Crystal Structure of π Initiator Protein-Iteron Complex of Plasmid R6K: Implications for Initiation of Plasmid DNA Replication

We have determined the crystal structure of a monomeric biologically active form of the π initiator protein of plasmid R6K as a complex with a single copy of its cognate DNA-binding site (iteron) at 3.1-Å resolution. The initiator belongs to the family of winged helix type of proteins. The structure reveals that the protein contacts the iteron DNA at two primary recognition helices, namely the C-terminal α4' and the N-terminal α4 helices, that recognize the 5' half and the 3' half of the 22-bp iteron, respectively. The base-amino acid contacts are all located in α4', whereas the α4 helix and its vicinity mainly contact the phosphate groups of the iteron. Mutational analyses show that the contacts of both recognition helices with DNA are necessary for iteron binding and replication initiation.
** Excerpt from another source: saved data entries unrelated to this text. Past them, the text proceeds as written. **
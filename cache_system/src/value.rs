//! Values accepted by the cache facade
//!
//! A value is either a string stored verbatim or a JSON structure stored as
//! its serialized text. Reads decode stored text back into JSON.

use crate::errors::CacheError;
use serde::Serialize;
use serde::de::DeserializeOwned;
use serde_json::Value;

#[derive(Debug, Clone, PartialEq)]
pub enum CacheValue {
    /// Stored as-is, never re-encoded
    Raw(String),
    /// Stored as JSON text
    Json(Value),
}

impl CacheValue {
    /// Build a JSON value from anything serializable
    pub fn json<T: Serialize + ?Sized>(value: &T) -> Result<Self, CacheError> {
        Ok(CacheValue::Json(serde_json::to_value(value)?))
    }

    /// Whether this value may be written to the store.
    ///
    /// Strings are always accepted. JSON values must be object-like: an
    /// object, an array or null. Bare scalars are rejected.
    pub fn is_storable(&self) -> bool {
        match self {
            CacheValue::Raw(_) => true,
            CacheValue::Json(value) => {
                matches!(value, Value::Object(_) | Value::Array(_) | Value::Null)
            }
        }
    }

    /// Text written to the store
    pub fn encode(&self) -> Result<String, CacheError> {
        match self {
            CacheValue::Raw(s) => Ok(s.clone()),
            CacheValue::Json(value) => Ok(serde_json::to_string(value)?),
        }
    }
}

/// Parse stored text as JSON
pub fn decode(raw: &str) -> Result<Value, CacheError> {
    Ok(serde_json::from_str(raw)?)
}

/// Parse stored text into a typed value
pub fn decode_as<T: DeserializeOwned>(raw: &str) -> Result<T, CacheError> {
    Ok(serde_json::from_str(raw)?)
}

impl From<String> for CacheValue {
    fn from(value: String) -> Self {
        CacheValue::Raw(value)
    }
}

impl From<&str> for CacheValue {
    fn from(value: &str) -> Self {
        CacheValue::Raw(value.to_string())
    }
}

impl From<&String> for CacheValue {
    fn from(value: &String) -> Self {
        CacheValue::Raw(value.clone())
    }
}

impl From<Value> for CacheValue {
    fn from(value: Value) -> Self {
        CacheValue::Json(value)
    }
}

#[cfg(test)]
mod tests {
    use super::*;
    use serde::Deserialize;
    use serde_json::json;

    #[derive(Debug, Serialize, Deserialize, PartialEq)]
    struct Session {
        user: String,
        hits: u32,
    }

    #[test]
    fn test_raw_strings_are_stored_verbatim() {
        let value = CacheValue::from("hihi");
        assert_eq!(value.encode().unwrap(), "hihi");

        // A JSON-looking string is still raw text
        let value = CacheValue::from(r#"{"ok":1}"#.to_string());
        assert_eq!(value.encode().unwrap(), r#"{"ok":1}"#);
    }

    #[test]
    fn test_json_values_are_serialized() {
        let value = CacheValue::from(json!({"ok": 1}));
        assert_eq!(value.encode().unwrap(), r#"{"ok":1}"#);

        let value = CacheValue::from(json!([1, "two", null]));
        assert_eq!(value.encode().unwrap(), r#"[1,"two",null]"#);
    }

    #[test]
    fn test_storable_values() {
        assert!(CacheValue::from("").is_storable());
        assert!(CacheValue::from(json!({})).is_storable());
        assert!(CacheValue::from(json!([])).is_storable());
        assert!(CacheValue::from(Value::Null).is_storable());

        assert!(!CacheValue::from(json!(1)).is_storable());
        assert!(!CacheValue::from(json!(true)).is_storable());
        assert!(!CacheValue::from(json!("text")).is_storable());
    }

    #[test]
    fn test_typed_round_trip() {
        let session = Session {
            user: "ada".to_string(),
            hits: 3,
        };
        let value = CacheValue::json(&session).unwrap();
        let text = value.encode().unwrap();
        let back: Session = decode_as(&text).unwrap();
        assert_eq!(back, session);
    }

    #[test]
    fn test_decode_rejects_plain_text() {
        assert!(matches!(decode("hihi"), Err(CacheError::Serialization(_))));
        assert_eq!(decode("\"hihi\"").unwrap(), json!("hihi"));
    }
}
Considerations of a large number of site-directed mutations reveal that two distinct regions, namely α2 and α5 and its vicinity, are required for DNA looping and initiator dimerization, respectively. Further analysis of mutant forms of π revealed the possible domain that interacts with the DnaB helicase. Thus, the structure-function analysis presented illuminates aspects of initiation mechanism of R6K and its control.